# [Problem]
Using the records below, output the stretch that opens with the line containing "created array, then" and closes with the line containing "pub fn init_with_allocator<T>(target: Option<&mut", exactly and including both lines, with nothing more.

=== Section Start ===

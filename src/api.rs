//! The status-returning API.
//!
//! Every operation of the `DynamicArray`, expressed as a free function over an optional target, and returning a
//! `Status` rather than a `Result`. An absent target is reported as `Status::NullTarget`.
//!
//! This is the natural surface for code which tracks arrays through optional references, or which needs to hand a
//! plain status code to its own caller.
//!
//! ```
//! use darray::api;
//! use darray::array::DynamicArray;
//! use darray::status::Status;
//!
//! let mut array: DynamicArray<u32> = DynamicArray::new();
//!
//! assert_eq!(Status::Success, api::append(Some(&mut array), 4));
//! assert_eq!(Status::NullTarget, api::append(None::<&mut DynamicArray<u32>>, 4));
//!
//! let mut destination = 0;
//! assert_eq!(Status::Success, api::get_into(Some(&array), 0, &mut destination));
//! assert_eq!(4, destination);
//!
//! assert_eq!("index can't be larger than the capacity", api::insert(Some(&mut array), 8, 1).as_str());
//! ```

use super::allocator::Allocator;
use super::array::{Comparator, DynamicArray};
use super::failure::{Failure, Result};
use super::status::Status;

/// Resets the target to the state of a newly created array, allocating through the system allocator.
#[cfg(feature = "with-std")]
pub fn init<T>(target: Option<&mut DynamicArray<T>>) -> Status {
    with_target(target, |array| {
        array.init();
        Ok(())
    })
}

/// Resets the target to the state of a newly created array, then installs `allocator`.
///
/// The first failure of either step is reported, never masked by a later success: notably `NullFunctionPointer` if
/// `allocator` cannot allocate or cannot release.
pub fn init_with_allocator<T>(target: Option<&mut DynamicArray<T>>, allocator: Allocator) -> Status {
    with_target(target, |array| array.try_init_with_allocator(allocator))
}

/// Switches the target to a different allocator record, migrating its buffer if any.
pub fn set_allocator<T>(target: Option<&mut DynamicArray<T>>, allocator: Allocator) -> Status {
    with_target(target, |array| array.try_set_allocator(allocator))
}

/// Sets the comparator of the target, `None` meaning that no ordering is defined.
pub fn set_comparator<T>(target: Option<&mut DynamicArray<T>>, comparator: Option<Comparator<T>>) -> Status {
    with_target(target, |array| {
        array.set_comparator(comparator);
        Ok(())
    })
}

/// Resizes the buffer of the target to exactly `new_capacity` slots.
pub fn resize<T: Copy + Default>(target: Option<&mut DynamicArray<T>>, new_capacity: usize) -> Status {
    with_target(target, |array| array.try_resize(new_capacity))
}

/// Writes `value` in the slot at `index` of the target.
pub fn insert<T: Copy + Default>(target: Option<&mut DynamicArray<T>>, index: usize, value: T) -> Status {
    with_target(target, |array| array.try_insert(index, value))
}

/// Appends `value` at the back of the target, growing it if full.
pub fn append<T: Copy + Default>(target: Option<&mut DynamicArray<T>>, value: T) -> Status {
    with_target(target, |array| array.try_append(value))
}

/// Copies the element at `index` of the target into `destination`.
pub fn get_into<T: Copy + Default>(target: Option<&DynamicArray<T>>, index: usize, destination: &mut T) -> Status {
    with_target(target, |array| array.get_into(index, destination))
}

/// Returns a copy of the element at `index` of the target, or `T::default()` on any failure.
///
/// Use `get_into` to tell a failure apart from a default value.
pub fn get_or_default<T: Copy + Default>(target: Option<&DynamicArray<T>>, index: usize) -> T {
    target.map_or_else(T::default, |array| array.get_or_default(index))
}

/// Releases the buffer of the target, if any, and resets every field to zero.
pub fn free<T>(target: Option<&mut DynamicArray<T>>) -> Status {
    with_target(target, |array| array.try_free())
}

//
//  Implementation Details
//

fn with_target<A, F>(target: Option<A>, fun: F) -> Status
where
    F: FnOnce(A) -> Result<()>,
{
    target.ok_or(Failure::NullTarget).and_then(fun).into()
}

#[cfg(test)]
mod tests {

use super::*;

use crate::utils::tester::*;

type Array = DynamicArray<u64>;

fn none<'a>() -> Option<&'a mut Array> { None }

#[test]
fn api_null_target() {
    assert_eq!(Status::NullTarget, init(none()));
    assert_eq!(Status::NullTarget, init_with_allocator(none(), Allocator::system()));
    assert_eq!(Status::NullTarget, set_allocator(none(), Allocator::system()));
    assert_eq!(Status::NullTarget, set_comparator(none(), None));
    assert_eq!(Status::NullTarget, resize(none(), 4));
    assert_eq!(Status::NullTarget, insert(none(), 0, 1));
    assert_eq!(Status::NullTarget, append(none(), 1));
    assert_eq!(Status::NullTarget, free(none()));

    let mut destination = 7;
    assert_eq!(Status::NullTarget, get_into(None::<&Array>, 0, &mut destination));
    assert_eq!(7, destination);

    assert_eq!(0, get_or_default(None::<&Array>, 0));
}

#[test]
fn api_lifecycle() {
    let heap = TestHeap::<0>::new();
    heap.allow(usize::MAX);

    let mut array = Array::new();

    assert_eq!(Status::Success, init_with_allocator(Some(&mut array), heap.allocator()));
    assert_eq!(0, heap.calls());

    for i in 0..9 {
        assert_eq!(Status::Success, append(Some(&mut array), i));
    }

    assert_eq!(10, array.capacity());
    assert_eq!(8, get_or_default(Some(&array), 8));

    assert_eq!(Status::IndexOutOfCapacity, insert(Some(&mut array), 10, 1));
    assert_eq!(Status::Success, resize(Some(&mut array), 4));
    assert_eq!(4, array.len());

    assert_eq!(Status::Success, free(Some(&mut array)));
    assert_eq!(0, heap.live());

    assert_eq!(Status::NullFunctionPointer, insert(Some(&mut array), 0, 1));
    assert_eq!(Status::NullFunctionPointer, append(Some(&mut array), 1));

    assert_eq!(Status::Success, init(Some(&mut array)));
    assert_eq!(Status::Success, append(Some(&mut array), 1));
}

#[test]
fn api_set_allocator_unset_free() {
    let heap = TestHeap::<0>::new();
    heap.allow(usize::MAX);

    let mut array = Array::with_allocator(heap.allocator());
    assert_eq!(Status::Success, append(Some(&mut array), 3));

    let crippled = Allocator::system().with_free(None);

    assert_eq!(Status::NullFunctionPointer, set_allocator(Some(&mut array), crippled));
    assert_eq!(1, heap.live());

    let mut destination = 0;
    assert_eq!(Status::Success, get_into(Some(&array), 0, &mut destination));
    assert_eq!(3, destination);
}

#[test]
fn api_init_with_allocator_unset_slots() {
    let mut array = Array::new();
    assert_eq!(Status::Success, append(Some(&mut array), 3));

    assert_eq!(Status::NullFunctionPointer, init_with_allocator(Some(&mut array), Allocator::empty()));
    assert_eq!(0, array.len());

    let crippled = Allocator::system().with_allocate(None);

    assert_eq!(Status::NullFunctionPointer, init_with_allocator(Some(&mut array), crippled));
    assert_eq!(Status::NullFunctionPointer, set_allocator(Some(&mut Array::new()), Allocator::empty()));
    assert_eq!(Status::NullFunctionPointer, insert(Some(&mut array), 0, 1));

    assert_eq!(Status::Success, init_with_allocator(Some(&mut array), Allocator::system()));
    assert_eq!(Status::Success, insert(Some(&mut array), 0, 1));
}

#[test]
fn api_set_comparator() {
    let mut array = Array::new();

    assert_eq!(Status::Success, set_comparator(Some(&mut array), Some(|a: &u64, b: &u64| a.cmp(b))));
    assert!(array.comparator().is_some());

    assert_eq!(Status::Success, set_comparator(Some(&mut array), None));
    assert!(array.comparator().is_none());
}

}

=== Section End ===
=== Section Start ===

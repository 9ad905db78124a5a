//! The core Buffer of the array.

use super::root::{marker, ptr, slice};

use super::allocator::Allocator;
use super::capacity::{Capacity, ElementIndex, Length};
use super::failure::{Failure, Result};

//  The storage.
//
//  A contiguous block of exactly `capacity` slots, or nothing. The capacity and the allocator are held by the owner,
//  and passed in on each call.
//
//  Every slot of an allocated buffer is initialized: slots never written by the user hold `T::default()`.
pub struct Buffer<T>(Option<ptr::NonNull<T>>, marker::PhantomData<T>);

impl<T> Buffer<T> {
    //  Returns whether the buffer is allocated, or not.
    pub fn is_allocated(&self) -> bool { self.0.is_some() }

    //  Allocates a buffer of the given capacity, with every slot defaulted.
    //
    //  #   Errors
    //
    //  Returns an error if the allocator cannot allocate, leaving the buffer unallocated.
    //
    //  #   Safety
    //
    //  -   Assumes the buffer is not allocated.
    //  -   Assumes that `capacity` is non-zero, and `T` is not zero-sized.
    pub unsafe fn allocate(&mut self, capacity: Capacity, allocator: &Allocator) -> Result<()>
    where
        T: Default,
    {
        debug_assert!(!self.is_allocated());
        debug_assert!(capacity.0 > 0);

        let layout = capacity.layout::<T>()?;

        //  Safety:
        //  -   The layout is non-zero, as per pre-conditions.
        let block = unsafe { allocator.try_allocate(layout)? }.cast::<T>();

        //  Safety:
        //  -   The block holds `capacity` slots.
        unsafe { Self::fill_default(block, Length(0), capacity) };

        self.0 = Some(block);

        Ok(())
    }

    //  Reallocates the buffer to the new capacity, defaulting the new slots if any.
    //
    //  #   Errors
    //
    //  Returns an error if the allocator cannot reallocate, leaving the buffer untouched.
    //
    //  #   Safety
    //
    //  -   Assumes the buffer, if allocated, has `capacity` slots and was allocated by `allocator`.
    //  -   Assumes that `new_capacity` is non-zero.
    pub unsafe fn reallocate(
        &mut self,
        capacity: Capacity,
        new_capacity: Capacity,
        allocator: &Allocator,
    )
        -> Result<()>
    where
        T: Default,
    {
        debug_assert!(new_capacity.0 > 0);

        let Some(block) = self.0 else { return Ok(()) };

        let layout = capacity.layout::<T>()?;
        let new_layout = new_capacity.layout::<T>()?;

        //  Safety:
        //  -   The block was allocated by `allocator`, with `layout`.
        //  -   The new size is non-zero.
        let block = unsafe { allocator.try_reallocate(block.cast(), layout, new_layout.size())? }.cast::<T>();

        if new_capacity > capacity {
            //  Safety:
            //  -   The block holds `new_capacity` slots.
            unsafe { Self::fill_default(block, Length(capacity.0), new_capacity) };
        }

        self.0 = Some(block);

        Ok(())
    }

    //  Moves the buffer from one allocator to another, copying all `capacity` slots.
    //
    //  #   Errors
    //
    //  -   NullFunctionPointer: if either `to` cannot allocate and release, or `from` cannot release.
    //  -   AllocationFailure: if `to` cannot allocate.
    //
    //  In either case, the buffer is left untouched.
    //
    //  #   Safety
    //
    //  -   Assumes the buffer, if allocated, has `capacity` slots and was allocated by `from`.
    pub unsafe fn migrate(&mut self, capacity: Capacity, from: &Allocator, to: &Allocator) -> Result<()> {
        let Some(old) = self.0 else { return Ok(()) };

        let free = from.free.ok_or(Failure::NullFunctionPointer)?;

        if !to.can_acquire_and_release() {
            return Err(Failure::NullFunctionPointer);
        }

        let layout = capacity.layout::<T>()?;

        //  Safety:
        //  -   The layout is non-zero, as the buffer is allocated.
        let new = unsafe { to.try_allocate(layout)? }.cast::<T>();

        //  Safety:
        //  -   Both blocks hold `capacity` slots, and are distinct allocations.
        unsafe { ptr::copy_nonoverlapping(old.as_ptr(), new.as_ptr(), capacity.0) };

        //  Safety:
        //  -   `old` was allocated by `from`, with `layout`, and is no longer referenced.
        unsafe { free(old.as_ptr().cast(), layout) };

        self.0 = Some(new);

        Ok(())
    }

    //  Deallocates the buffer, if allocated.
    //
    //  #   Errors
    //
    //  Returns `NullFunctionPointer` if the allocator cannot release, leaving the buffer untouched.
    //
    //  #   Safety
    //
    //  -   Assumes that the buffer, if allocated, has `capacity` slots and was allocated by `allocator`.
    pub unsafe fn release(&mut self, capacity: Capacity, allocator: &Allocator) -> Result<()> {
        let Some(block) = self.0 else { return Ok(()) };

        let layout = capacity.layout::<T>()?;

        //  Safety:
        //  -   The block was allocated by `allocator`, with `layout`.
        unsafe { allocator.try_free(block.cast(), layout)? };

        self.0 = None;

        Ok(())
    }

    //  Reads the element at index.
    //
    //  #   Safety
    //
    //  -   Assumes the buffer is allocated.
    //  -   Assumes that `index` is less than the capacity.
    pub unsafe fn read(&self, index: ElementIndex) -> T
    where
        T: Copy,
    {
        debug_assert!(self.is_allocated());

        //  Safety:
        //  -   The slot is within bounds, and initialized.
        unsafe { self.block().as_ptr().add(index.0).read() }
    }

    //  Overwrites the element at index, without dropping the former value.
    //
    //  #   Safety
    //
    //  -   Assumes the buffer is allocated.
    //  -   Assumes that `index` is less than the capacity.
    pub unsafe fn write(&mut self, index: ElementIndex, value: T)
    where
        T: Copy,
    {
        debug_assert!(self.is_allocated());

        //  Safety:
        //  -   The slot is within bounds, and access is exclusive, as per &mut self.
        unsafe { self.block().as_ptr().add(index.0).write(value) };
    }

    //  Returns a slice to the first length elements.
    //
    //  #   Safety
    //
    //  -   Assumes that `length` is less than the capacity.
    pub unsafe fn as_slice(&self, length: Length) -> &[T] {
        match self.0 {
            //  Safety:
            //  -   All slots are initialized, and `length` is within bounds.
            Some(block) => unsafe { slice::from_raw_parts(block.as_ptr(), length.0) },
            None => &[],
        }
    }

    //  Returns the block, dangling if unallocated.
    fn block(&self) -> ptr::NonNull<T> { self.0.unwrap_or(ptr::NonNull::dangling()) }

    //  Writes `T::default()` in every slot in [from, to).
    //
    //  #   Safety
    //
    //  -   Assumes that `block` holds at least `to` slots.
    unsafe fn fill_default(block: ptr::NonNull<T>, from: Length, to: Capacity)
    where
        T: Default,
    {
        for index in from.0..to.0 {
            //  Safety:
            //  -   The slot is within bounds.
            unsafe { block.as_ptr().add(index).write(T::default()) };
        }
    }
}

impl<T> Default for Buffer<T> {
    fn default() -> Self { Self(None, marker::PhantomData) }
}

=== Section End ===

# [Final answer]
/// Resets the target to the state of a newly created array, then installs `allocator`.
///
/// The first failure of either step is reported, never masked by a later success: notably `NullFunctionPointer` if
/// `allocator` cannot allocate or cannot release.
pub fn init_with_allocator<T>(target: Option<&mut DynamicArray<T>>, allocator: Allocator) -> Status {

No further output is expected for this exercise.